As I see from my "hit counter" not many people read the piece in thes pages last Sunday on Shostakovich and Stalin.  That’s here: March 14, 2004 - Shostakovich and Stalin - Bill Bennett and Janet Jackson et. al. 

Well, my friend Kevin, who has written a few film scores himself, traded some email with me about Shostakovich and politics.  The question really is this - what was the net effect of Stalin hammering Shostakovich so hard, for political reasons that had little to do music?

From Brian Micklethwait (London) writing in Samizdata.net we get this.

Oh yes, Samizdata, derived from Samizdat /n. a system of clandestine publication of banned literature in the USSR [Russ.,= self-publishing house]

Here’s the core of why Uncle Joe actually did some good, according to Micklethwait.

 

Shostakovich was almost certainly a better composer after Stalin had given him his philistine going-over following the first performances of Lady Macbeth of Mtsensk, than he would have been if Stalin had left him alone.  Although both are very fine, I prefer Symphony Number 5 ("A Soviet Artist's Reply to Just Criticism") to Symphony Number 4.

Had Shostakovich continued unmolested along the musical path he was traveling before Stalin's denunciation of him, I don't think he would merely have become just another boring sub-Schoenbergian modernist.  He was too interesting a composer for that already.  But I do not think his subsequent music would have stirred the heart in the way his actual subsequent music actually does stir mine, and I do not think I am the only one who feels this way.
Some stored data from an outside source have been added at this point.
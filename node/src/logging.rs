//! Structured logging bootstrap.
//!
//! Initializes the `tracing` subscriber with a configurable format and
//! `RUST_LOG`-style filtering. Logs go to stderr so stdout stays free
//! for command output.

use tracing_subscriber::{fmt, layer::SubscriberExt, util::SubscriberInitExt, EnvFilter};

/// Log output format.
#[derive(Debug, Clone, Copy, PartialEq, Eq)]
pub enum LogFormat {
    /// Human-readable output for terminals.
    Pretty,
    /// JSON lines for log aggregation.
    Json,
}

impl LogFormat {
    /// Accepts "json" or "pretty" (case-insensitive); anything else
    /// falls back to `Pretty`.
    pub fn from_str_lossy(s: &str) -> Self {
        match s.to_lowercase().as_str() {
            "json" => LogFormat::Json,
            _ => LogFormat::Pretty,
        }
    }
}

/// Initialize the global subscriber. Call once, early in `main()`.
/// `RUST_LOG` overrides `default_level` when set.
pub fn init_logging(default_level: &str, format: LogFormat) {
    let env_filter =
        EnvFilter::try_from_default_env().unwrap_or_else(|_| EnvFilter::new(default_level));

    match format {
        LogFormat::Pretty => {
            tracing_subscriber::registry()
                .with(env_filter)
                .with(fmt::layer().with_target(true).with_writer(std::io::stderr))
                .init();
        }
        LogFormat::Json => {
            tracing_subscriber::registry()
                .with(env_filter)
                .with(fmt::layer().json().with_target(true).with_writer(std::io::stderr))
                .init();
        }
    }
}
Thanks to Stalin, if that is an excusable phrase, Shostakovich was forced to write what is now called 'crossover' music, that is, music which is just about entitled to remain in the classical racks in the shops, but which also gives the bourgeoisie, such as me, something to sing along to and get excited about.   Shostakovich had always written film music as well as the serious stuff.  What Stalin and his attack dogs did was force him to combine the two styles.  He might well have ended up doing this anyway, but who can be sure?

What Stalin also did for Shostakovich was to make his music matter more.  Thanks to Stalin (that phrase again!) every note composed by Shostakovich became a matter of life and death – while it was being composed, and whenever you listen to it.

Stalin turned Shostakovich into a kind of musical gladiator, a man who knew that every day might be his last.  Not many composers get that kind of intense attention….

 

Everyone needs to be challenged now and then, it seems.  Being attacked makes one respond, or might make one respond.  And that response can be transforming.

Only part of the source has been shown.